● Task requirements:
The entries below hold a line with "self.params = params;" and a line with "in the code". Return those lines and all that lie between them, exactly and only.

● Entries supplied:
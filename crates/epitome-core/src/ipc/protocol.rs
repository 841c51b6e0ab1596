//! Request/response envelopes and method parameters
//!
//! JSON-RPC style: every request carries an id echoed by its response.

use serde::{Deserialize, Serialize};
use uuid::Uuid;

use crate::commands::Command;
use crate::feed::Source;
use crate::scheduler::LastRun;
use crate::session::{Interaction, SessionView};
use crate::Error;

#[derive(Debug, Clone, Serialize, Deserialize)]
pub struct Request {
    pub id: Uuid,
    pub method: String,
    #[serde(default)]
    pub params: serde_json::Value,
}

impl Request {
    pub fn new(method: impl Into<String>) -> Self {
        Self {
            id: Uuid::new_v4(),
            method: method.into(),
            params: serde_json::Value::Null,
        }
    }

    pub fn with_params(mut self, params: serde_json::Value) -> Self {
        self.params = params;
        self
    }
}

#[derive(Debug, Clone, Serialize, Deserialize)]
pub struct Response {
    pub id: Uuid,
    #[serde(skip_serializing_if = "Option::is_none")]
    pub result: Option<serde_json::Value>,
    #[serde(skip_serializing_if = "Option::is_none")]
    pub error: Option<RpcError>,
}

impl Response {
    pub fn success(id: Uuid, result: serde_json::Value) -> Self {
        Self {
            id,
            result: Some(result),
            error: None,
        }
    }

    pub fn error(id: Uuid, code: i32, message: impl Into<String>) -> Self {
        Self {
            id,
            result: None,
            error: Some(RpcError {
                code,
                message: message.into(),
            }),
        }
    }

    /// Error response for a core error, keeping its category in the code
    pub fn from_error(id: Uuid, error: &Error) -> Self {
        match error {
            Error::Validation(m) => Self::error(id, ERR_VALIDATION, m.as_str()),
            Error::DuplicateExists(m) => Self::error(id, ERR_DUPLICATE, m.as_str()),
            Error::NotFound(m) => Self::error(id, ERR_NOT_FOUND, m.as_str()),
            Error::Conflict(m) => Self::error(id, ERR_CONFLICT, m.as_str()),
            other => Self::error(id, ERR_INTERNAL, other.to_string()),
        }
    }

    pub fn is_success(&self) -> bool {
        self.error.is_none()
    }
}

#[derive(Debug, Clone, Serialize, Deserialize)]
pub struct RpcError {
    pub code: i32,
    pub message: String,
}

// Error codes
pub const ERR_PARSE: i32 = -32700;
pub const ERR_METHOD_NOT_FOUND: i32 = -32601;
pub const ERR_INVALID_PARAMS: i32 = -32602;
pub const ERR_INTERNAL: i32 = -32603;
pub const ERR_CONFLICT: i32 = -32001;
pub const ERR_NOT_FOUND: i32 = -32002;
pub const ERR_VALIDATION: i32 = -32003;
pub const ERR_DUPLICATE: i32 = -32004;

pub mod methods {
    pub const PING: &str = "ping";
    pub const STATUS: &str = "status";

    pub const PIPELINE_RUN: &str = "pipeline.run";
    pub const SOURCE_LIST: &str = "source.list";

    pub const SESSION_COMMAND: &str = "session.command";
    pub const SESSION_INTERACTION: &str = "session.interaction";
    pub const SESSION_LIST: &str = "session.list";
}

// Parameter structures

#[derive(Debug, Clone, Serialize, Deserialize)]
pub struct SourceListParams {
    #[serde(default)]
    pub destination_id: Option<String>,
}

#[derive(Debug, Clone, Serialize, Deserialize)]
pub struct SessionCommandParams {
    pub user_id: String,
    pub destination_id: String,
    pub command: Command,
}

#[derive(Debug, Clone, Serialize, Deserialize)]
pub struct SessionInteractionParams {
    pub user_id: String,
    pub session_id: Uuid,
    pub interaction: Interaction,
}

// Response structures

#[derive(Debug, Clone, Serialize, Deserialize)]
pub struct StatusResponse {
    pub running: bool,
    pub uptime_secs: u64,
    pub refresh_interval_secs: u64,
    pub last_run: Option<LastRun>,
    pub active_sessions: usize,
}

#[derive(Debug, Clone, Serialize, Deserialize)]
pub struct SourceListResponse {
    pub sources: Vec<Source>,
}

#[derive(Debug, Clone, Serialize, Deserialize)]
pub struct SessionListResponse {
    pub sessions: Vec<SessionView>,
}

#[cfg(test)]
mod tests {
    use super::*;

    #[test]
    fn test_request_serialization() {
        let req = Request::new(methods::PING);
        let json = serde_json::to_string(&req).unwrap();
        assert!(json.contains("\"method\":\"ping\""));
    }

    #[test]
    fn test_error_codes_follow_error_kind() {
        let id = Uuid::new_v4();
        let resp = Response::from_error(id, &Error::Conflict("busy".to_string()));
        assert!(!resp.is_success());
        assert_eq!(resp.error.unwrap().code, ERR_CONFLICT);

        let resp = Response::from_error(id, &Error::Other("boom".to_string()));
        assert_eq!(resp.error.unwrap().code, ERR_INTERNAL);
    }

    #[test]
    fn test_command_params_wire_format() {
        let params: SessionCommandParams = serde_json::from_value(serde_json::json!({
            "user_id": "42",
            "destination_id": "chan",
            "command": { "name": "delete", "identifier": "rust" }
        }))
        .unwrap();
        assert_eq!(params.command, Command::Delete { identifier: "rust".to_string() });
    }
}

● Result:
        self.params = params;
        self
    }
}

#[derive(Debug, Clone, Serialize, Deserialize)]
pub struct Response {
    pub id: Uuid,
    #[serde(skip_serializing_if = "Option::is_none")]
    pub result: Option<serde_json::Value>,
    #[serde(skip_serializing_if = "Option::is_none")]
    pub error: Option<RpcError>,
}

impl Response {
    pub fn success(id: Uuid, result: serde_json::Value) -> Self {
        Self {
            id,
            result: Some(result),
            error: None,
        }
    }

    pub fn error(id: Uuid, code: i32, message: impl Into<String>) -> Self {
        Self {
            id,
            result: None,
            error: Some(RpcError {
                code,
                message: message.into(),
            }),
        }
    }

    /// Error response for a core error, keeping its category in the code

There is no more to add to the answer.